Thanksgiving Movie Review: The avenues of cinema are also endless. Thanksgiving, in theaters from November 16, 2023, for an Eagle Pictures distribution, directed by Eli Roth and starring Patrick Dempsey, Gina Gershon, Rick Hoffman, Addison Rae, and Nell Verlaque, is literally the film that lived twice. It was born around 2007 as a fake trailer for Grindhouse by Quentin Tarantino and Robert Rodriguez.
Something in the idea settles in the authorial conscience of Eli Roth, who uses the inspiration to write the story with Jeff Rendell (he also wrote the screenplay). An innocent cinephile joke made available to the artistic vision of others is enough to shape a glorious bloodbath of about an hour and three quarters, built around the most sacred and popular American holiday. Not Thanksgiving Day, as the viewer might innocently think by looking at the title. No, Black Friday.
Thanksgiving Movie Synopsis:
Mr. Right (Rick Hoffman) is the owner of a large store, besieged by an angry crowd pressing in front of the barred doors waiting to enter and start looting. Things degenerate, the crowd breaks out; the frightening consumerist orgy ends in tragedy. Many people are injured and some die because people, shocked by frenzy and impatience, lose rationality, respect for others, and a sense of humanity.
A year later, during the first Thanksgiving celebrations after the disaster, a mysterious killer begins to persecute some of the survivors. He doesn't choose them at random, he focuses only on those who he considers morally responsible for the massacre. He wants to make him pay, reserving for him the fate of the stuffed turkey which is the symbol of the holiday.
Thanksgiving Movie Analysis:
The Film That Lived Twice is also a double film. On the one hand, Thanksgiving is a pure slasher exercise: the provocation of a director who questions himself (and us) about the possibilities offered by the combination of cinema and the representation of violence. It will be up to the viewer's conscience and sensitivity to decide if and how far the film has gone.
The violence is furious, foul-mouthed, disgusting, so charged, crazy, and exasperated that it is almost funny. A very black and very perverse fun, it is clear, which serves to balance the horror, to exorcise the shock, and to put things back in their place.
Thanksgiving is the homage that Eli Roth dedicates to a certain type of horror cinema, one that enjoys desecrating the innocence of the most beloved holidays - from Black Christmas to Halloween, the examples are many - but it should not be considered a pretentious authorial exercise (in a horror key) on violence and representation.
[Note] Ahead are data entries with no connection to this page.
//! [`ModelGateway`] over the Gemini REST API.

use std::time::Duration;

use async_trait::async_trait;
use futures_util::StreamExt;
use serde_json::Value;
use uuid::Uuid;

use scholar_core::config::{GatewayConfig, ImageConfig};
use scholar_core::{prompt_is_empty, ModelTurn, PromptPart, Result, ScholarError};

use crate::parse;
use crate::request;
use crate::sse::SseDecoder;
use crate::traits::{
    FragmentSender, FragmentStream, GenerateOptions, GeneratedImage, ImageRequest, ModelGateway,
    SessionHandle,
};

/// Gemini-backed model gateway.
///
/// The credential is captured once at construction; a missing credential
/// does not fail construction, it fails every call.
#[derive(Clone)]
pub struct GeminiGateway {
    client: reqwest::Client,
    api_key: Option<String>,
    base_url: String,
    text_model: String,
    image_model: String,
    stream_buffer: usize,
    max_images: u8,
}

impl std::fmt::Debug for GeminiGateway {
    fn fmt(&self, f: &mut std::fmt::Formatter<'_>) -> std::fmt::Result {
        f.debug_struct("GeminiGateway")
            .field("api_key", &self.api_key.as_ref().map(|_| "[REDACTED]"))
            .field("base_url", &self.base_url)
            .field("text_model", &self.text_model)
            .field("image_model", &self.image_model)
            .finish()
    }
}

impl GeminiGateway {
    /// Build a gateway with an explicit credential.
    pub fn new(
        config: &GatewayConfig,
        images: &ImageConfig,
        api_key: Option<String>,
    ) -> Result<Self> {
        // Connect timeout only: a total timeout would cut long streams.
        let client = reqwest::Client::builder()
            .connect_timeout(Duration::from_secs(config.connect_timeout_secs))
            .build()
            .map_err(|e| ScholarError::Configuration(format!("build http client: {}", e)))?;

        let api_key = api_key.filter(|k| !k.trim().is_empty());
        if api_key.is_none() {
            tracing::warn!(
                env = %config.api_key_env,
                "No API key configured; model features are unavailable"
            );
        }

        Ok(Self {
            client,
            api_key,
            base_url: config.base_url.clone(),
            text_model: config.text_model.clone(),
            image_model: config.image_model.clone(),
            stream_buffer: config.stream_buffer,
            max_images: images.max_images,
        })
    }

    /// Build a gateway reading the credential from `config.api_key_env`.
    pub fn from_env(config: &GatewayConfig, images: &ImageConfig) -> Result<Self> {
        let api_key = std::env::var(&config.api_key_env).ok();
        Self::new(config, images, api_key)
    }

    pub fn has_credential(&self) -> bool {
        self.api_key.is_some()
    }

    fn credential(&self) -> Result<&str> {
        self.api_key.as_deref().ok_or_else(|| {
            ScholarError::Configuration(
                "no API key configured for the model gateway".to_string(),
            )
        })
    }

    fn ensure_prompt(parts: &[PromptPart]) -> Result<()> {
        if prompt_is_empty(parts) {
            return Err(ScholarError::Input("prompt cannot be empty".to_string()));
        }
        Ok(())
    }

    /// POST a JSON body and return the response if it succeeded.
    async fn post_json(&self, api_key: &str, url: &str, body: &Value) -> Result<reqwest::Response> {
        let resp = self
            .client
            .post(url)
            .header("x-goog-api-key", api_key)
            .json(body)
            .send()
            .await
            .map_err(|e| ScholarError::Remote(format!("http request failed: {}", e)))?;

        let status = resp.status();
        if !status.is_success() {
            let body = resp.bytes().await.unwrap_or_default();
            let message = parse::error_message(status.as_u16(), &body);
            tracing::warn!(status = status.as_u16(), url = %url, "Model request failed");
            return Err(ScholarError::Remote(message));
        }
        Ok(resp)
    }

    async fn generate_with(&self, body: Value) -> Result<String> {
        let api_key = self.credential()?;
        let url = request::model_url(&self.base_url, &self.text_model, "generateContent");
        let resp = self.post_json(api_key, &url, &body).await?;
        let bytes = resp
            .bytes()
            .await
            .map_err(|e| ScholarError::Remote(format!("failed reading response body: {}", e)))?;
        let text = parse::parse_generate_response(&bytes)?;
        tracing::debug!(text_len = text.len(), "Model response received");
        Ok(text)
    }

    async fn open_stream(&self, body: Value) -> Result<FragmentStream> {
        let api_key = self.credential()?;
        let url = format!(
            "{}?alt=sse",
            request::model_url(&self.base_url, &self.text_model, "streamGenerateContent")
        );
        let resp = self.post_json(api_key, &url, &body).await?;

        let (tx, stream) = FragmentStream::channel(self.stream_buffer);
        tokio::spawn(pump_sse(resp, tx));
        Ok(stream)
    }
}

/// Read an SSE body and forward fragments in emission order.
///
/// Stops at the first error, or early if the consumer went away.
async fn pump_sse(resp: reqwest::Response, tx: FragmentSender) {
    let mut body = resp.bytes_stream();
    let mut decoder = SseDecoder::new();
    let mut fragments = 0usize;

    while let Some(chunk) = body.next().await {
        let chunk = match chunk {
            Ok(c) => c,
            Err(e) => {
                tracing::warn!(error = %e, fragments, "Stream interrupted");
                let _ = tx
                    .send(Err(ScholarError::Remote(format!("stream interrupted: {}", e))))
                    .await;
                return;
            }
        };
        for payload in decoder.push(&chunk) {
            if !forward(&payload, &tx, &mut fragments).await {
                return;
            }
        }
    }
    for payload in decoder.finish() {
        if !forward(&payload, &tx, &mut fragments).await {
            return;
        }
    }
    tracing::debug!(fragments, "Stream completed");
}

async fn forward(payload: &str, tx: &FragmentSender, fragments: &mut usize) -> bool {
    match parse::parse_stream_chunk(payload) {
        Ok(Some(text)) => {
            *fragments += 1;
            tx.send(Ok(text)).await.is_ok()
        }
        Ok(None) => true,
        Err(e) => {
            tracing::warn!(error = %e, "Bad stream chunk");
            let _ = tx.send(Err(e)).await;
            false
        }
    }
}

#[async_trait]
impl ModelGateway for GeminiGateway {
    async fn generate(&self, parts: &[PromptPart], options: &GenerateOptions) -> Result<String> {
        self.credential()?;
        Self::ensure_prompt(parts)?;
        let body = request::build_generate_body(
            &[],
            parts,
            options.system_instruction.as_deref(),
            options.temperature.map(request::temperature_config),
        );
        self.generate_with(body).await
    }

    async fn generate_structured(&self, parts: &[PromptPart], schema: &Value) -> Result<String> {
        self.credential()?;
        Self::ensure_prompt(parts)?;
        let body = request::build_generate_body(
            &[],
            parts,
            None,
            Some(request::structured_config(schema)),
        );
        self.generate_with(body).await
    }

    async fn stream_generate(&self, parts: &[PromptPart]) -> Result<FragmentStream> {
        self.credential()?;
        Self::ensure_prompt(parts)?;
        let body = request::build_generate_body(&[], parts, None, None);
        self.open_stream(body).await
    }

    fn create_session(
        &self,
        system_instruction: &str,
        prior_history: Vec<ModelTurn>,
    ) -> Result<SessionHandle> {
        self.credential()?;
        let handle = SessionHandle {
            id: Uuid::new_v4(),
            system_instruction: system_instruction.to_string(),
            history: prior_history,
        };
        tracing::debug!(
            session_id = %handle.id,
            prior_turns = handle.history.len(),
            "Chat session created"
        );
        Ok(handle)
    }

    async fn send_streamed(
        &self,
        session: &SessionHandle,
        parts: &[PromptPart],
    ) -> Result<FragmentStream> {
        self.credential()?;
        Self::ensure_prompt(parts)?;
        let body = request::build_generate_body(
            &session.history,
            parts,
            Some(&session.system_instruction),
            None,
        );
        tracing::info!(session_id = %session.id, "Streaming chat turn");
        self.open_stream(body).await
    }

    async fn generate_images(&self, req: &ImageRequest) -> Result<Vec<GeneratedImage>> {
        let api_key = self.credential()?;
        // Re-check against this gateway's limit; the request may have been
        // built with a different one.
        if req.number_of_images == 0 || req.number_of_images > self.max_images {
            return Err(ScholarError::Input(format!(
                "number of images must be between 1 and {}, got {}",
                self.max_images, req.number_of_images
            )));
        }
        let url = request::model_url(&self.base_url, &self.image_model, "predict");
        let resp = self
            .post_json(api_key, &url, &request::build_image_body(req))
            .await?;
        let bytes = resp
            .bytes()
            .await
            .map_err(|e| ScholarError::Remote(format!("failed reading response body: {}", e)))?;
        let images = parse::parse_image_predictions(&bytes)?;
        tracing::info!(count = images.len(), "Images generated");
        Ok(images)
    }
}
It's true that the philosophy of the film is a bit halfway between the social criticism of George A. Romero and the disturbing chronicle of the suburbs that John Carpenter likes so much, with a sprinkling of Saw-style moralism; of the moralistic genre par excellence, horror, the most moralistic saga of all.
The priority, the guiding star of the film, beyond the aesthetic provocations, is actually much more linear: solid, provocative, and bloody entertainment. Thanksgiving enjoys ridiculing the furious and blind consumerist obsession of our times, tackling head-on the hypocrisies of a world devoted to profit and oppression, in which the only mantra is to accumulate, prevail, and crush.
Life and death are games, it is difficult to recognize in the other a "full", complete subject. This is why it is easy to rage against the defenseless: because they are things, no longer people. Ultimately, this is precisely the perverse symmetry of the killer, his absurd moral justification: he treats his victims as (he says) they treated the victims of the riot.
America according to Eli Roth - and the vision is anything but reassuring - is a picture of dark colors, rambling chaos with bigotry (the Puritans), and unbridled materialism at the extremes of the spectrum. There is also an individual dimension that is close to the film's heart, the story of intimacy and the little big secrets of the characters, which overlaps with the wide-ranging reflection.
The narrative structure of the film is built on this principle: progressively sliding from the public to the private level and vice versa. The film That Lived Twice has been mentioned, and the double film has been brought up, but it is not correct. The horror of Thanksgiving is a fantasy in three parts: pure violence, social satire, and private dilemmas.
Thanksgiving: evaluation and conclusion:
Many, perhaps too many irons in the fire. The film also works on the excesses of narcissism and the invasiveness of social media, manipulating them for narrative purposes and making fun of them. The freshness of the faces of the kids, above all Nell Verlaque and Addison Rae (singer and social celebrity), also serves this purpose. Sometimes the satire is sharp and precise, sometimes lazy.
The limit of the film is its courage, the ambition to hold together many reading levels as well as a very violent and very ferocious aesthetic. It works, on the whole, because Eli Roth has an instinctive feel for the genre's high-speed shocks and pulses. His story accumulates a lot and does not return with uniformity, but the audacity of the proposal must be appreciated more than any weaknesses.